Girl Scouts of the USA Celebrates the Centennial of Girl Scouts’ Highest Award at NASDAQ
Girl Scouts from the New York area join GSUSA CEO Anna Maria Chávez to ring the NASDAQ opening bell and showcase the importance of Girl Scouts’ highest award, the Gold Award
FOR IMMEDIATE RELEASE
Girl Scouts of the USA Press Room: email@example.com, 212-852-8525
NEW YORK, NY, March 24, 2016— Today, Girl Scouts from the New York area alongside Girl Scouts of the USA CEO Anna Maria Chávez, will commemorate the centennial of Girl Scouts’ highest award, now known as the Gold Award, at the NASDAQ opening bell ceremony. Girl Scouts in grades 9–12 earn their Gold Award for developing innovative and lasting solutions to local or global issues. Gold Award projects must demonstrate girls’ extraordinary leadership and have both measurable and sustainable impact.
Over the course of the past 100 years, millions of Girl Scout alumnae have created, developed, and executed innumerable Take Action projects that address everything from declining bee populations, to ending violence against women, to promoting green energy and gender-balanced leadership. These projects have positively impacted girls’ lives, their communities, and the world.
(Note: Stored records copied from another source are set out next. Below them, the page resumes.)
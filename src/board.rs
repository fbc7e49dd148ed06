use crate::bits::SquareSet;
use arrayvec::ArrayVec;
use std::collections::VecDeque;
use std::fmt;

pub const MAX_BOARD_SIZE: usize = 64;
pub const NO_BOX: u16 = u16::MAX;

#[derive(Debug, Clone, Copy, PartialEq, Eq)]
pub enum Tile {
    Wall,
    Floor,
    Goal,
}

#[derive(Debug, Clone, Copy, PartialEq, Eq, PartialOrd, Ord)]
pub enum Direction {
    Up,
    Right,
    Down,
    Left,
}

pub const ALL_DIRECTIONS: [Direction; 4] = [
    Direction::Up,
    Direction::Right,
    Direction::Down,
    Direction::Left,
];

impl Direction {
    pub fn reverse(&self) -> Direction {
        match self {
            Direction::Up => Direction::Down,
            Direction::Right => Direction::Left,
            Direction::Down => Direction::Up,
            Direction::Left => Direction::Right,
        }
    }

    /// Grid delta in (x, y) coordinates, independent of any board width.
    pub fn delta(&self) -> (i32, i32) {
        match self {
            Direction::Up => (0, -1),
            Direction::Right => (1, 0),
            Direction::Down => (0, 1),
            Direction::Left => (-1, 0),
        }
    }

    pub fn walk_char(&self) -> char {
        match self {
            Direction::Up => 'u',
            Direction::Right => 'r',
            Direction::Down => 'd',
            Direction::Left => 'l',
        }
    }

    pub fn push_char(&self) -> char {
        self.walk_char().to_ascii_uppercase()
    }

    /// Parse one LURD character. Returns the direction and whether the move
    /// is a push (uppercase). Any other character yields `None`.
    pub fn from_lurd_char(ch: char) -> Option<(Direction, bool)> {
        let direction = match ch.to_ascii_lowercase() {
            'u' => Direction::Up,
            'r' => Direction::Right,
            'd' => Direction::Down,
            'l' => Direction::Left,
            _ => return None,
        };
        Some((direction, ch.is_ascii_uppercase()))
    }
}

impl fmt::Display for Direction {
    fn fmt(&self, f: &mut fmt::Formatter<'_>) -> fmt::Result {
        match self {
            Direction::Up => write!(f, "Up"),
            Direction::Right => write!(f, "Right"),
            Direction::Down => write!(f, "Down"),
            Direction::Left => write!(f, "Left"),
        }
    }
}

/// A Sokoban board: static tiles, box data, and the player position.
///
/// Squares are row-major indices into a `width * height` grid. Box positions
/// are stored as `u16` both here and in the solvers' packed snapshots.
#[derive(Debug, Clone)]
pub struct Board {
    width: usize,
    height: usize,
    tiles: Box<[Tile]>,
    // Maps square to box number (NO_BOX = no box at this square)
    box_no_at: Box<[u16]>,
    box_positions: Vec<u16>,
    boxes_on_goals: usize,
    goal_positions: Vec<u16>,
    pub player_position: usize,
    reachable: SquareSet,
}

impl Board {
    /// Parse a Sokoban board from text format.
    ///
    /// Characters:
    /// - `#` = Wall
    /// - ` ` = Floor (empty space)
    /// - `.` = Goal (target location for boxes)
    /// - `$` = Box
    /// - `@` = Player
    /// - `*` = Box on goal
    /// - `+` = Player on goal
    pub fn from_text(text: &str) -> Result<Self, String> {
        let lines: Vec<&str> = text.lines().collect();

        if lines.is_empty() {
            return Err("Empty board".to_string());
        }

        let height = lines.len();
        let width = lines.iter().map(|line| line.len()).max().unwrap_or(0);

        if width > MAX_BOARD_SIZE {
            return Err(format!(
                "Board width {} exceeds maximum size {}",
                width, MAX_BOARD_SIZE
            ));
        }
        if height > MAX_BOARD_SIZE {
            return Err(format!(
                "Board height {} exceeds maximum size {}",
                height, MAX_BOARD_SIZE
            ));
        }

        let size = width * height;
        let mut board = Board {
            width,
            height,
            tiles: vec![Tile::Floor; size].into_boxed_slice(),
            box_no_at: vec![NO_BOX; size].into_boxed_slice(),
            box_positions: Vec::new(),
            boxes_on_goals: 0,
            goal_positions: Vec::new(),
            player_position: 0,
            reachable: SquareSet::new(size),
        };
        let mut player_position = None;

        for (y, line) in lines.iter().enumerate() {
            for (x, ch) in line.chars().enumerate() {
                let square = y * width + x;
                match ch {
                    '#' => board.tiles[square] = Tile::Wall,
                    ' ' => board.tiles[square] = Tile::Floor,
                    '.' => board.set_goal(square),
                    '$' => board.add_box(square as u16),
                    '*' => {
                        board.set_goal(square);
                        board.add_box(square as u16);
                    }
                    '@' | '+' => {
                        if player_position.is_some() {
                            return Err("Multiple players found".to_string());
                        }
                        player_position = Some(square);
                        if ch == '+' {
                            board.set_goal(square);
                        }
                    }
                    _ => {
                        return Err(format!(
                            "Invalid character '{}' at position ({}, {})",
                            ch, x, y
                        ));
                    }
                }
            }
        }

        board.player_position = player_position.ok_or("No player found on board")?;

        // Validate that the number of goals matches the number of boxes
        if board.goal_positions.len() != board.box_positions.len() {
            return Err(format!(
                "Goal count ({}) does not match box count ({})",
                board.goal_positions.len(),
                board.box_positions.len()
            ));
        }

        Ok(board)
    }

    pub fn width(&self) -> usize {
        self.width
    }

    pub fn height(&self) -> usize {
        self.height
    }

    pub fn size(&self) -> usize {
        self.width * self.height
    }

    /// Square delta for each direction in this board's row-major indexing.
    pub fn offset(&self, direction: Direction) -> isize {
        match direction {
            Direction::Up => -(self.width as isize),
            Direction::Right => 1,
            Direction::Down => self.width as isize,
            Direction::Left => -1,
        }
    }

    /// The square one step from `square` in `direction`, or `None` if the
    /// step leaves the grid (including row wrap-around on the side columns).
    pub fn offset_position(&self, square: usize, direction: Direction) -> Option<usize> {
        let (dx, dy) = direction.delta();
        let x = (square % self.width) as i32 + dx;
        let y = (square / self.width) as i32 + dy;
        if x >= 0 && y >= 0 && x < self.width as i32 && y < self.height as i32 {
            Some(y as usize * self.width + x as usize)
        } else {
            None
        }
    }

    pub fn get_tile(&self, square: usize) -> Tile {
        self.tiles[square]
    }

    pub fn is_wall(&self, square: usize) -> bool {
        self.tiles[square] == Tile::Wall
    }

    pub fn is_goal(&self, square: usize) -> bool {
        self.tiles[square] == Tile::Goal
    }

    pub fn is_box(&self, square: usize) -> bool {
        self.box_no_at[square] != NO_BOX
    }

    pub fn is_box_on_goal(&self, square: usize) -> bool {
        self.is_box(square) && self.is_goal(square)
    }

    /// Whether the player may stand on `square`.
    pub fn is_accessible(&self, square: usize) -> bool {
        !self.is_wall(square) && !self.is_box(square)
    }

    /// Whether a box may be moved onto `square`.
    pub fn is_accessible_box(&self, square: usize) -> bool {
        !self.is_wall(square) && !self.is_box(square)
    }

    pub fn box_count(&self) -> usize {
        self.box_positions.len()
    }

    /// Box number at `square`, if a box is there.
    pub fn box_no_at(&self, square: usize) -> Option<usize> {
        let no = self.box_no_at[square];
        if no == NO_BOX { None } else { Some(no as usize) }
    }

    pub fn box_position(&self, box_no: usize) -> usize {
        self.box_positions[box_no] as usize
    }

    /// Snapshot of the box positions in box-number order.
    pub fn box_positions_clone(&self) -> Vec<u16> {
        self.box_positions.clone()
    }

    pub fn goal_positions(&self) -> &[u16] {
        &self.goal_positions
    }

    pub fn every_box_on_goal(&self) -> bool {
        self.boxes_on_goals == self.box_positions.len()
    }

    pub fn add_box(&mut self, square: u16) {
        assert!(
            self.box_no_at[square as usize] == NO_BOX,
            "Square {} already holds a box",
            square
        );
        self.box_no_at[square as usize] = self.box_positions.len() as u16;
        self.box_positions.push(square);
        if self.is_goal(square as usize) {
            self.boxes_on_goals += 1;
        }
    }

    pub fn remove_all_boxes(&mut self) {
        for &square in &self.box_positions {
            self.box_no_at[square as usize] = NO_BOX;
        }
        self.box_positions.clear();
        self.boxes_on_goals = 0;
    }

    /// Reinstall all boxes at the given squares, in box-number order.
    pub fn set_box_positions(&mut self, squares: &[u16]) {
        self.remove_all_boxes();
        for &square in squares {
            self.add_box(square);
        }
    }

    /// Move the box at `from` to the free square `to`.
    /// `to` does not have to be adjacent; the b-type solver moves boxes two
    /// squares per step.
    pub fn push_box(&mut self, from: usize, to: usize) {
        let box_no = self.box_no_at[from];
        assert!(box_no != NO_BOX, "No box at square {}", from);
        assert!(
            self.box_no_at[to] == NO_BOX && self.tiles[to] != Tile::Wall,
            "Cannot push box to square {}: destination blocked",
            to
        );

        self.box_no_at[from] = NO_BOX;
        self.box_no_at[to] = box_no;
        self.box_positions[box_no as usize] = to as u16;

        if self.is_goal(from) {
            self.boxes_on_goals -= 1;
        }
        if self.is_goal(to) {
            self.boxes_on_goals += 1;
        }
    }

    /// Exact inverse of `push_box(to, from)`. Calls during successor
    /// generation must form a matched push/undo pair per candidate.
    pub fn push_box_undo(&mut self, from: usize, to: usize) {
        self.push_box(from, to);
    }

    pub fn set_goal(&mut self, square: usize) {
        if self.tiles[square] != Tile::Goal {
            self.tiles[square] = Tile::Goal;
            self.goal_positions.push(square as u16);
            if self.is_box(square) {
                self.boxes_on_goals += 1;
            }
        }
    }

    pub fn remove_goal(&mut self, square: usize) {
        if self.tiles[square] == Tile::Goal {
            self.tiles[square] = Tile::Floor;
            self.goal_positions.retain(|&g| g as usize != square);
            if self.is_box(square) {
                self.boxes_on_goals -= 1;
            }
        }
    }

    /// Flood-fill the squares the player can reach from the current player
    /// position. Any box move invalidates the result.
    pub fn update_player_reachable(&mut self) {
        self.reachable.clear();

        let mut stack: ArrayVec<usize, { MAX_BOARD_SIZE * MAX_BOARD_SIZE }> = ArrayVec::new();
        stack.push(self.player_position);
        self.reachable.insert(self.player_position);

        while let Some(square) = stack.pop() {
            for direction in ALL_DIRECTIONS {
                if let Some(next) = self.offset_position(square, direction) {
                    if self.is_accessible(next) && !self.reachable.contains(next) {
                        self.reachable.insert(next);
                        stack.push(next);
                    }
                }
            }
        }
    }

    pub fn is_player_reachable(&self, square: usize) -> bool {
        self.reachable.contains(square)
    }

    /// Shortest walk from the player position to `target` over free squares.
    /// Returns `None` when `target` is unreachable.
    pub fn player_path_to(&self, target: usize) -> Option<Vec<Direction>> {
        if self.player_position == target {
            return Some(Vec::new());
        }

        let mut came_from: Vec<Option<(usize, Direction)>> = vec![None; self.size()];
        let mut visited = SquareSet::new(self.size());
        let mut queue = VecDeque::new();

        visited.insert(self.player_position);
        queue.push_back(self.player_position);

        while let Some(square) = queue.pop_front() {
            for direction in ALL_DIRECTIONS {
                let Some(next) = self.offset_position(square, direction) else {
                    continue;
                };
                if !self.is_accessible(next) || visited.contains(next) {
                    continue;
                }
                visited.insert(next);
                came_from[next] = Some((square, direction));
                if next == target {
                    let mut path = Vec::new();
                    let mut at = target;
                    while let Some((prev, dir)) = came_from[at] {
                        path.push(dir);
                        at = prev;
                    }
                    path.reverse();
                    return Some(path);
                }
                queue.push_back(next);
            }
        }

        None
    }
}

impl PartialEq for Board {
    fn eq(&self, other: &Self) -> bool {
        // Reachability marks are a derived cache and not part of the board
        // configuration.
        self.width == other.width
            && self.height == other.height
            && self.tiles == other.tiles
            && self.box_no_at == other.box_no_at
            && self.player_position == other.player_position
    }
}

impl Eq for Board {}

impl fmt::Display for Board {
    fn fmt(&self, f: &mut fmt::Formatter<'_>) -> fmt::Result {
        for y in 0..self.height {
            let mut line = String::new();
            for x in 0..self.width {
                let square = y * self.width + x;
                let ch = if square == self.player_position {
                    match self.get_tile(square) {
                        Tile::Goal => '+',
                        _ => '@',
                    }
                } else if self.is_box(square) {
                    match self.get_tile(square) {
                        Tile::Goal => '*',
                        _ => '$',
                    }
                } else {
                    match self.get_tile(square) {
                        Tile::Wall => '#',
                        Tile::Floor => ' ',
                        Tile::Goal => '.',
                    }
                };
                line.push(ch);
            }
            // Trim trailing spaces to match original input format
            writeln!(f, "{}", line.trim_end())?;
        }
        Ok(())
    }
}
“For over a century, Girl Scout Gold Award recipients have demonstrated extraordinary leadership and the enterprising vision to create new opportunities and programs that positively impact society,” said Anna Maria Chávez, chief executive officer of Girl Scouts of the USA. “From our signature initiatives and partnerships that expand access to education and technology for girls, to our activities supporting entrepreneurship and leadership development, Girl Scouts is creating a sustainable pipeline of female leaders who take action to change the world. In 2016, we are excited to celebrate 100 years of Girl Scout Gold Award excellence, innovation, and visionary leadership—and we are committed to empowering future generations of girls to dream big and make a significant global impact.”
To continue the celebration, Girl Scouts across the United States are honoring Girl Scouts’ highest award with “100 Days of the Gold Award,” a social-media public awareness campaign. The 100-day-long campaign, spotlighting Girl Scout Gold Award projects and their impact on our communities and the world, will culminate in a Movement-wide celebration on Capitol Hill in Washington, DC, June 14, 2016. This event and the #gsGoldAward campaign will shine a light on the benefits of earning Girl Scouts’ highest award.
The Power of the Girl Scout Gold Award: Excellence in Leadership and Life, a research study by the Girl Scout Research Institute (GSRI), confirms that Girl Scout Gold Award recipients display more positive life outcomes compared to non-Girl Scout alumnae. These outcomes pertain to sense of self, life satisfaction, leadership, life success, community service, and civic engagement. Gold Award recipients recognize the positive impact of being a Girl Scout and achieving the highest honor in Girl Scouting has had on them, noting that they have had success in their lives (95 percent), in education (94 percent), in their careers (92 percent), and in their financial lives (78 percent) because of the unique and powerful experiences available to them through Girl Scouting.
It’s not just Girl Scouts who understand the value of the Gold Award; some colleges offer scholarships unique to award recipients, and girls who enlist in the U.S. armed forces may receive advanced rank in recognition of their achievement.
Earning the Gold Award is just one of the amazing things girls can do as part of Girl Scouts. To join Girl Scouts or learn more about volunteering, please visit www.girlscouts.org/join.
We're Girl Scouts of the USA
We’re 2.7 million strong—1.9 million girls and 800,000 adults who believe girls can change the world. It began over 100 years ago with one woman, Girl Scouts’ founder Juliette Gordon “Daisy” Low, who believed in the power of every girl. She organized the first Girl Scout troop on March 12, 1912, in Savannah, Georgia, and every year since, we've made her vision a reality, helping girls discover their strengths, passions, and talents. Today we continue the Girl Scout mission of building girls of courage, confidence, and character, who make the world a better place. We’re the preeminent leadership development organization for girls. And with programs for girls from coast to coast and across the globe, Girl Scouts offers every girl a chance to do something amazing. To volunteer, reconnect, donate, or join, visit www.girlscouts.org.
About the Girl Scout Gold Award
Since 1916, Girl Scouts have been making meaningful, sustainable change in their communities and around the world. Girl Scouts’ highest award, now known as the Gold Award, is the most prestigious honor a Girl Scout can earn. The award acknowledges the power behind each recipient’s dedication to not only empowering and bettering herself, but also to making the world a better place for others. These young women are courageous leaders and visionary change makers. They are our future, and it looks bright!